We've all heard the phrase 'speed kills', and it's been widely applied to situations both apt and not. A recent study conducted by the NHTSA examining over 5,400 crashes across a nearly three-year period presents some evidence that excessive speed, while it may cause more serious injuries, is not a leading cause of accidents.

Adopting a simplified linear model of an accident's timeline, the most frequent 'critical pre-crash event' cause is driver inattention. The 'critical pre-crash event' is defined as the action or event that puts the vehicle on an inevitable collision course - the point of no return.

Traveling to fast for the conditions was the critical pre-crash event in only 5% of cases, according to the study. The NHTSA says that 41% of all driver-related critical events were recognition errors related to inattention and internal or external distractions. Only about 8.4% of the driver-related critical events were related to excessive speed, however. By comparison, inadequate driver skill was deemed responsible for 10% of accidents.

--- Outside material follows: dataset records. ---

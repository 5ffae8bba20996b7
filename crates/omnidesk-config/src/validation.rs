// SPDX-FileCopyrightText: 2026 Omnidesk Contributors
// SPDX-License-Identifier: MIT OR Apache-2.0

//! Post-deserialization validation for configuration values.
//!
//! Validates semantic constraints that cannot be expressed via serde attributes,
//! such as bindable hosts, absolute URLs, and non-zero socket limits.

use crate::diagnostic::ConfigError;
use crate::model::OmnideskConfig;

const LOG_LEVELS: &[&str] = &["trace", "debug", "info", "warn", "error"];

/// Validate a deserialized configuration for semantic correctness.
///
/// Returns `Ok(())` if all validations pass, or `Err(Vec<ConfigError>)` with
/// all collected validation errors (does not fail fast).
pub fn validate_config(config: &OmnideskConfig) -> Result<(), Vec<ConfigError>> {
    let mut errors = Vec::new();
    let mut fail = |message: String| errors.push(ConfigError::Validation { message });

    let host = config.server.host.trim();
    if host.is_empty() {
        fail("server.host must not be empty".to_string());
    } else if host.parse::<std::net::IpAddr>().is_err()
        && !host
            .chars()
            .all(|c| c.is_alphanumeric() || c == '.' || c == '-')
    {
        fail(format!(
            "server.host `{host}` is not a valid IP address or hostname"
        ));
    }

    if !LOG_LEVELS.contains(&config.server.log_level.as_str()) {
        fail(format!(
            "server.log_level must be one of {}, got `{}`",
            LOG_LEVELS.join(", "),
            config.server.log_level
        ));
    }

    if config.storage.database_path.trim().is_empty() {
        fail("storage.database_path must not be empty".to_string());
    }

    for (key, url, schemes) in [
        ("meta.graph_base_url", &config.meta.graph_base_url, &["http://", "https://"][..]),
        ("crm.base_url", &config.crm.base_url, &["http://", "https://"][..]),
        ("gmail.api_base_url", &config.gmail.api_base_url, &["http://", "https://"][..]),
        ("gmail.token_url", &config.gmail.token_url, &["http://", "https://"][..]),
        ("realtime.public_url", &config.realtime.public_url, &["ws://", "wss://"][..]),
    ] {
        if !schemes.iter().any(|scheme| url.starts_with(scheme)) {
            fail(format!(
                "{key} `{url}` must start with one of {}",
                schemes.join(", ")
            ));
        }
    }

    if config.gmail.enabled {
        for (key, value) in [
            ("gmail.client_id", &config.gmail.client_id),
            ("gmail.client_secret", &config.gmail.client_secret),
            ("gmail.refresh_token", &config.gmail.refresh_token),
        ] {
            if value.as_deref().is_none_or(|v| v.trim().is_empty()) {
                fail(format!("{key} is required when gmail.enabled = true"));
            }
        }
    }

    let rt = &config.realtime;
    for (key, value) in [
        ("realtime.write_wait_secs", rt.write_wait_secs),
        ("realtime.pong_wait_secs", rt.pong_wait_secs),
        ("realtime.max_message_size", rt.max_message_size as u64),
        ("realtime.send_buffer", rt.send_buffer as u64),
        ("realtime.notifier_queue", rt.notifier_queue as u64),
        ("realtime.notifier_retry_interval_ms", rt.notifier_retry_interval_ms),
    ] {
        if value == 0 {
            fail(format!("{key} must be greater than zero"));
        }
    }

    // Pings go out at 9/10 of the pong wait and must fit a write deadline.
    if rt.pong_wait_secs <= rt.write_wait_secs {
        fail(format!(
            "realtime.pong_wait_secs ({}) must exceed realtime.write_wait_secs ({})",
            rt.pong_wait_secs, rt.write_wait_secs
        ));
    }

    if errors.is_empty() {
        Ok(())
    } else {
        Err(errors)
    }
}

#[cfg(test)]
mod tests {
    use super::*;

    fn messages(config: &OmnideskConfig) -> Vec<String> {
        validate_config(config)
            .unwrap_err()
            .into_iter()
            .map(|e| e.to_string())
            .collect()
    }

    #[test]
    fn default_config_validates() {
        assert!(validate_config(&OmnideskConfig::default()).is_ok());
    }

    #[test]
    fn empty_database_path_fails_validation() {
        let mut config = OmnideskConfig::default();
        config.storage.database_path = " ".to_string();
        assert!(messages(&config).iter().any(|m| m.contains("database_path")));
    }

    #[test]
    fn public_url_must_be_a_socket_url() {
        let mut config = OmnideskConfig::default();
        config.realtime.public_url = "http://localhost:8080".to_string();
        assert!(messages(&config).iter().any(|m| m.contains("realtime.public_url")));
    }

    #[test]
    fn enabled_gmail_requires_credentials() {
        let mut config = OmnideskConfig::default();
        config.gmail.enabled = true;
        config.gmail.client_id = Some("id".to_string());
        let msgs = messages(&config);
        assert_eq!(msgs.len(), 2);
        assert!(msgs.iter().any(|m| m.contains("gmail.client_secret")));
        assert!(msgs.iter().any(|m| m.contains("gmail.refresh_token")));
    }

    #[test]
    fn collects_all_errors() {
        let mut config = OmnideskConfig::default();
        config.server.log_level = "loud".to_string();
        config.realtime.send_buffer = 0;
        config.crm.base_url = "crm.internal".to_string();
        assert_eq!(messages(&config).len(), 3);
    }

    #[test]
    fn pong_wait_must_exceed_write_wait() {
        let mut config = OmnideskConfig::default();
        config.realtime.pong_wait_secs = 10;
        assert!(messages(&config).iter().any(|m| m.contains("must exceed")));
    }
}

Other prominent causes of accidents include turning or crossing at an intersection (36%), driving off the edge of the road (22%) or driving outside the lane (10.6%). A unique aspect of the study's conduct is that it involved investigators actually heading out to the accident scenes before they had been cleared by emergency personnel and recording data to determine the causation and timeline of the accident.

The remainder of the accidents were attributed either to the vehicles or roadway conditions themselves, rather than driver fault.